Extracted entries —

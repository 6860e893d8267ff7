//! Optional libraries tracked by the dependency probe
//!
//! Each library maps to a Cargo feature (and usually an optional crate).
//! `ndarray` is the only unconditional one.

use std::collections::BTreeSet;
use std::fmt;
use std::str::FromStr;

use serde::{Deserialize, Serialize};
use thiserror::Error;

/// A library whose presence changes what the engine can do
#[derive(Debug, Clone, Copy, PartialEq, Eq, PartialOrd, Ord, Hash, Serialize, Deserialize)]
#[serde(rename_all = "snake_case")]
pub enum Library {
    /// Dense n-dimensional arrays; required by every backend
    Ndarray,
    /// SVD and Cholesky decompositions
    Nalgebra,
    /// Seeded random initialization for factor matrices
    Rand,
    /// Data-parallel per-row solves
    Rayon,
    /// Compressed sparse row storage for interaction matrices
    Sparse,
    /// Sentiment lexicon support (needs downloaded language data)
    Lexicon,
}

/// Name did not match any tracked library
#[derive(Debug, Clone, Error, PartialEq, Eq)]
#[error("Unknown library: {0}")]
pub struct UnknownLibrary(pub String);

impl Library {
    /// Every tracked library, in probe order
    pub const ALL: [Library; 6] = [
        Library::Ndarray,
        Library::Nalgebra,
        Library::Rand,
        Library::Rayon,
        Library::Sparse,
        Library::Lexicon,
    ];

    /// Stable lowercase name used in reports and configuration
    pub fn name(&self) -> &'static str {
        match self {
            Library::Ndarray => "ndarray",
            Library::Nalgebra => "nalgebra",
            Library::Rand => "rand",
            Library::Rayon => "rayon",
            Library::Sparse => "sparse",
            Library::Lexicon => "lexicon",
        }
    }

    /// Cargo feature that compiles the library in, `None` if always present
    pub fn feature(&self) -> Option<&'static str> {
        match self {
            Library::Ndarray => None,
            Library::Nalgebra => Some("linalg"),
            Library::Rand => Some("als"),
            Library::Rayon => Some("parallel"),
            Library::Sparse => Some("sparse"),
            Library::Lexicon => Some("sentiment"),
        }
    }

    /// Whether this build includes the library
    pub fn compiled(&self) -> bool {
        match self {
            Library::Ndarray => true,
            Library::Nalgebra => cfg!(feature = "linalg"),
            Library::Rand => cfg!(feature = "als"),
            Library::Rayon => cfg!(feature = "parallel"),
            Library::Sparse => cfg!(feature = "sparse"),
            Library::Lexicon => cfg!(feature = "sentiment"),
        }
    }

    /// Version requirement the library was built against
    pub fn version(&self) -> &'static str {
        match self {
            Library::Ndarray => "0.16",
            Library::Nalgebra => "0.33",
            Library::Rand => "0.8",
            Library::Rayon => "1.10",
            Library::Sparse | Library::Lexicon => env!("CARGO_PKG_VERSION"),
        }
    }

    /// Engine facilities the library provides
    pub fn components(&self) -> &'static [&'static str] {
        match self {
            Library::Ndarray => &["Array2", "dot"],
            Library::Nalgebra => &["SVD", "Cholesky"],
            Library::Rand => &["StdRng"],
            Library::Rayon => &["par_iter"],
            Library::Sparse => &["CsrMatrix"],
            Library::Lexicon => &["Lexicon", "SentimentAnalyzer"],
        }
    }

    /// What stops working when the library is missing
    pub fn degradation(&self) -> &'static str {
        match self {
            Library::Ndarray => "Only the dense cosine fallback can run.",
            Library::Nalgebra => "Falling back to dense cosine similarity.",
            Library::Rand => "Using SVD nearest-neighbour collaborative filtering.",
            Library::Rayon => "Factorization solves run sequentially.",
            Library::Sparse => "Interaction matrices are stored dense.",
            Library::Lexicon => "Sentiment is derived from ratings only.",
        }
    }

    /// Required by every backend above the fallback
    pub fn is_critical(&self) -> bool {
        matches!(self, Library::Ndarray)
    }
}

impl fmt::Display for Library {
    fn fmt(&self, f: &mut fmt::Formatter<'_>) -> fmt::Result {
        f.write_str(self.name())
    }
}

impl FromStr for Library {
    type Err = UnknownLibrary;

    fn from_str(s: &str) -> Result<Self, Self::Err> {
        let needle = s.trim();
        Library::ALL
            .into_iter()
            .find(|lib| lib.name().eq_ignore_ascii_case(needle))
            .ok_or_else(|| UnknownLibrary(s.to_string()))
    }
}

/// The set of libraries detected as usable
///
/// Passed by value into the engine so backend selection never consults
/// global state.
#[derive(Debug, Clone, Default, PartialEq, Eq, Serialize, Deserialize)]
pub struct CapabilitySet {
    libraries: BTreeSet<Library>,
}

impl CapabilitySet {
    /// No optional libraries at all
    pub fn none() -> Self {
        Self::default()
    }

    /// Every library this build was compiled with
    pub fn compiled() -> Self {
        Library::ALL.into_iter().filter(Library::compiled).collect()
    }

    pub fn contains(&self, library: Library) -> bool {
        self.libraries.contains(&library)
    }

    /// Builder-style insert
    pub fn with(mut self, library: Library) -> Self {
        self.libraries.insert(library);
        self
    }

    /// Builder-style removal
    pub fn without(mut self, library: Library) -> Self {
        self.libraries.remove(&library);
        self
    }

    pub fn iter(&self) -> impl Iterator<Item = Library> + '_ {
        self.libraries.iter().copied()
    }

    pub fn len(&self) -> usize {
        self.libraries.len()
    }

    pub fn is_empty(&self) -> bool {
        self.libraries.is_empty()
    }
}

impl FromIterator<Library> for CapabilitySet {
    fn from_iter<I: IntoIterator<Item = Library>>(iter: I) -> Self {
        Self {
            libraries: iter.into_iter().collect(),
        }
    }
}

impl fmt::Display for CapabilitySet {
    fn fmt(&self, f: &mut fmt::Formatter<'_>) -> fmt::Result {
        let names: Vec<&str> = self.libraries.iter().map(Library::name).collect();
        write!(f, "{{{}}}", names.join(", "))
    }
}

What the exercise asks — Write out the records. Leave nothing out and change nothing.

Response for this exercise —
repository 6860e893d8267ff7
//! Optional libraries tracked by the dependency probe
//!
//! Each library maps to a Cargo feature (and usually an optional crate).
//! `ndarray` is the only unconditional one.

use std::collections::BTreeSet;
use std::fmt;
use std::str::FromStr;

use serde::{Deserialize, Serialize};
use thiserror::Error;

/// A library whose presence changes what the engine can do
#[derive(Debug, Clone, Copy, PartialEq, Eq, PartialOrd, Ord, Hash, Serialize, Deserialize)]
#[serde(rename_all = "snake_case")]
pub enum Library {
    /// Dense n-dimensional arrays; required by every backend
    Ndarray,
    /// SVD and Cholesky decompositions
    Nalgebra,
    /// Seeded random initialization for factor matrices
    Rand,
    /// Data-parallel per-row solves
    Rayon,
    /// Compressed sparse row storage for interaction matrices
    Sparse,
    /// Sentiment lexicon support (needs downloaded language data)
    Lexicon,
}

/// Name did not match any tracked library
#[derive(Debug, Clone, Error, PartialEq, Eq)]
#[error("Unknown library: {0}")]
pub struct UnknownLibrary(pub String);

impl Library {
    /// Every tracked library, in probe order
    pub const ALL: [Library; 6] = [
        Library::Ndarray,
        Library::Nalgebra,
        Library::Rand,
        Library::Rayon,
        Library::Sparse,
        Library::Lexicon,
    ];

    /// Stable lowercase name used in reports and configuration
    pub fn name(&self) -> &'static str {
        match self {
            Library::Ndarray => "ndarray",
            Library::Nalgebra => "nalgebra",
            Library::Rand => "rand",
            Library::Rayon => "rayon",
            Library::Sparse => "sparse",
            Library::Lexicon => "lexicon",
        }
    }

    /// Cargo feature that compiles the library in, `None` if always present
    pub fn feature(&self) -> Option<&'static str> {
        match self {
            Library::Ndarray => None,
            Library::Nalgebra => Some("linalg"),
            Library::Rand => Some("als"),
            Library::Rayon => Some("parallel"),
            Library::Sparse => Some("sparse"),
            Library::Lexicon => Some("sentiment"),
        }
    }

    /// Whether this build includes the library
    pub fn compiled(&self) -> bool {
        match self {
            Library::Ndarray => true,
            Library::Nalgebra => cfg!(feature = "linalg"),
            Library::Rand => cfg!(feature = "als"),
            Library::Rayon => cfg!(feature = "parallel"),
            Library::Sparse => cfg!(feature = "sparse"),
            Library::Lexicon => cfg!(feature = "sentiment"),
        }
    }

    /// Version requirement the library was built against
    pub fn version(&self) -> &'static str {
        match self {
            Library::Ndarray => "0.16",
            Library::Nalgebra => "0.33",
            Library::Rand => "0.8",
            Library::Rayon => "1.10",
            Library::Sparse | Library::Lexicon => env!("CARGO_PKG_VERSION"),
        }
    }

    /// Engine facilities the library provides
    pub fn components(&self) -> &'static [&'static str] {
        match self {
            Library::Ndarray => &["Array2", "dot"],
            Library::Nalgebra => &["SVD", "Cholesky"],
            Library::Rand => &["StdRng"],
            Library::Rayon => &["par_iter"],
            Library::Sparse => &["CsrMatrix"],
            Library::Lexicon => &["Lexicon", "SentimentAnalyzer"],
        }
    }

    /// What stops working when the library is missing
    pub fn degradation(&self) -> &'static str {
        match self {
            Library::Ndarray => "Only the dense cosine fallback can run.",
            Library::Nalgebra => "Falling back to dense cosine similarity.",
            Library::Rand => "Using SVD nearest-neighbour collaborative filtering.",
            Library::Rayon => "Factorization solves run sequentially.",
            Library::Sparse => "Interaction matrices are stored dense.",
            Library::Lexicon => "Sentiment is derived from ratings only.",
        }
    }

    /// Required by every backend above the fallback
    pub fn is_critical(&self) -> bool {
        matches!(self, Library::Ndarray)
    }
}

impl fmt::Display for Library {
    fn fmt(&self, f: &mut fmt::Formatter<'_>) -> fmt::Result {
        f.write_str(self.name())
    }
}

impl FromStr for Library {
    type Err = UnknownLibrary;

    fn from_str(s: &str) -> Result<Self, Self::Err> {
        let needle = s.trim();
        Library::ALL
            .into_iter()
            .find(|lib| lib.name().eq_ignore_ascii_case(needle))
            .ok_or_else(|| UnknownLibrary(s.to_string()))
    }
}

/// The set of libraries detected as usable
///
/// Passed by value into the engine so backend selection never consults
/// global state.
#[derive(Debug, Clone, Default, PartialEq, Eq, Serialize, Deserialize)]
pub struct CapabilitySet {
    libraries: BTreeSet<Library>,
}

impl CapabilitySet {
    /// No optional libraries at all
    pub fn none() -> Self {
        Self::default()
    }

    /// Every library this build was compiled with
    pub fn compiled() -> Self {
        Library::ALL.into_iter().filter(Library::compiled).collect()
    }

    pub fn contains(&self, library: Library) -> bool {
        self.libraries.contains(&library)
    }

    /// Builder-style insert
    pub fn with(mut self, library: Library) -> Self {
        self.libraries.insert(library);
        self
    }

    /// Builder-style removal
    pub fn without(mut self, library: Library) -> Self {
        self.libraries.remove(&library);
        self
    }

    pub fn iter(&self) -> impl Iterator<Item = Library> + '_ {
        self.libraries.iter().copied()
    }

    pub fn len(&self) -> usize {
        self.libraries.len()
    }

    pub fn is_empty(&self) -> bool {
        self.libraries.is_empty()
    }
}

impl FromIterator<Library> for CapabilitySet {
    fn from_iter<I: IntoIterator<Item = Library>>(iter: I) -> Self {
        Self {
            libraries: iter.into_iter().collect(),
        }
    }
}

impl fmt::Display for CapabilitySet {
    fn fmt(&self, f: &mut fmt::Formatter<'_>) -> fmt::Result {
        let names: Vec<&str> = self.libraries.iter().map(Library::name).collect();
        write!(f, "{{{}}}", names.join(", "))
    }
}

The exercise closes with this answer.